Johnny ne tenta pas de l’approcher un peu plus.
« J’ai besoin de toi »
L’homme se rassit en un hurlement hilare. Il se tordait de rire.
« Et de quel droit viens-tu en mon sanctuaire ? De quel droit viens tu violer ce havre ? »
« Ecoute, j’ai fait une gaffe, mais je suis en train de mourir. Je veux me venger, je veux t’apporter ce que tu désires, je veux sauver Rachel et les autres. Je veux la justice »

Zarathos fut troublé par les paroles du mortel. La justice. Il avait perdu de vue cette notion depuis bien longtemps. Pour lui, tout n’était que vengeance, et destruction. Mais qu’était-ce au fond que la justice ? Il croyait œuvrer pour le bien, en exterminant les ennemis de ces anciens hôtes. Mais il avait tort. Et bien qu’il ait du mal à l’admettre, Johnny avait raison.

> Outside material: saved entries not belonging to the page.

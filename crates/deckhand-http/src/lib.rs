//! HTTP and WebSocket access to an [`AgentSupervisor`](deckhand_core::AgentSupervisor).
//!
//! REST routes under `/api/agents` map one-to-one onto supervisor operations;
//! `/ws` streams the event bus. An optional static directory is served as the
//! fallback for the browser UI.

pub mod routes;
pub mod state;
pub mod websocket;

use std::future::Future;
use std::net::SocketAddr;
use std::path::PathBuf;

use axum::{
    routing::{get, post},
    Router,
};
use tokio::net::TcpListener;
use tower_http::cors::{Any, CorsLayer};
use tower_http::services::ServeDir;

pub use state::{AppState, SharedState};

/// Build the application router.
pub fn router(state: SharedState, static_dir: Option<PathBuf>) -> Router {
    let mut app = Router::new()
        .route("/health", get(routes::health))
        .route(
            "/api/agents",
            get(routes::list_agents).post(routes::create_agent),
        )
        .route("/api/agents/{id}", get(routes::get_agent))
        .route("/api/agents/{id}/logs", get(routes::agent_logs))
        .route("/api/agents/{id}/assign", post(routes::assign_work))
        .route("/api/agents/{id}/start", post(routes::start_agent))
        .route("/api/agents/{id}/approve", post(routes::approve_agent))
        .route("/api/agents/{id}/stop", post(routes::stop_agent))
        .route("/ws", get(websocket::ws_handler))
        .layer(
            CorsLayer::new()
                .allow_origin(Any)
                .allow_methods(Any)
                .allow_headers(Any),
        )
        .with_state(state);

    if let Some(dir) = static_dir {
        app = app.fallback_service(ServeDir::new(dir));
    }

    app
}

/// Bind `addr` and serve until `shutdown` resolves.
pub async fn serve<F>(
    state: SharedState,
    addr: SocketAddr,
    static_dir: Option<PathBuf>,
    shutdown: F,
) -> std::io::Result<()>
where
    F: Future<Output = ()> + Send + 'static,
{
    let listener = TcpListener::bind(addr).await?;
    log::info!("HTTP server listening on http://{}", listener.local_addr()?);
    log::info!("WebSocket endpoint at ws://{}/ws", listener.local_addr()?);

    axum::serve(listener, router(state, static_dir))
        .with_graceful_shutdown(async move {
            shutdown.await;
            log::info!("HTTP server shutting down");
        })
        .await
}

// ============================================================================
// TESTS
// ============================================================================
//! Delivery of raw output lines to whoever is listening.

use std::panic::{self, AssertUnwindSafe};

use crate::agents::AgentId;

/// Receives every raw output line of every agent, in receipt order per agent.
///
/// Called from the per-run forwarding thread after the line's state change
/// (if any) has been applied. Implementations must not block for long.
pub trait NotificationSink: Send + Sync {
    fn on_log_line(&self, agent_id: &AgentId, line: &str);
}

/// Discards everything.
#[derive(Debug, Default, Clone, Copy)]
pub struct NoopSink;

impl NotificationSink for NoopSink {
    fn on_log_line(&self, _agent_id: &AgentId, _line: &str) {}
}

/// Invoke the sink, swallowing a panic so it cannot take the forwarder down.
pub(crate) fn deliver(sink: &dyn NotificationSink, agent_id: &AgentId, line: &str) {
    let result = panic::catch_unwind(AssertUnwindSafe(|| sink.on_log_line(agent_id, line)));
    if result.is_err() {
        log::warn!("Notification sink panicked on a line from {}", agent_id);
    }
}

#[cfg(test)]
mod tests {
    use super::*;
    use std::sync::Mutex;

    struct Panicking;

    impl NotificationSink for Panicking {
        fn on_log_line(&self, _agent_id: &AgentId, _line: &str) {
            panic!("subscriber exploded");
        }
    }

    #[derive(Default)]
    struct Capture(Mutex<Vec<String>>);

    impl NotificationSink for Capture {
        fn on_log_line(&self, agent_id: &AgentId, line: &str) {
            self.0.lock().unwrap().push(format!("{agent_id}: {line}"));
        }
    }

    #[test]
    fn panicking_sink_is_contained() {
        deliver(&Panicking, &AgentId::from("agent-1"), "hello");
    }

    #[test]
    fn lines_reach_the_sink() {
        let sink = Capture::default();
        deliver(&sink, &AgentId::from("agent-2"), "one");
        deliver(&sink, &AgentId::from("agent-2"), "two");
        assert_eq!(*sink.0.lock().unwrap(), vec!["agent-2: one", "agent-2: two"]);
    }

    #[test]
    fn noop_accepts_anything() {
        NoopSink.on_log_line(&AgentId::from("agent-1"), "ignored");
    }
}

« Tu veux la mort des Henderbach ? »
Johnny n’hésita pas
« Oui »
« Pourquoi ? Tu es déjà mort. Que t’apportera la leur ? »
« Plus personne ne souffrira comme moi. Rachel sera en sécurité, et tu retrouveras Anadriel. »

Zarathos sentit l’espoir renaître au fond de son cœur dévasté par l’échec. Et dans un murmure, il accepta l’offre de Blaze. Il accepta de s’unir à lui de nouveau. Il accepta de redevenir le Ghost Rider.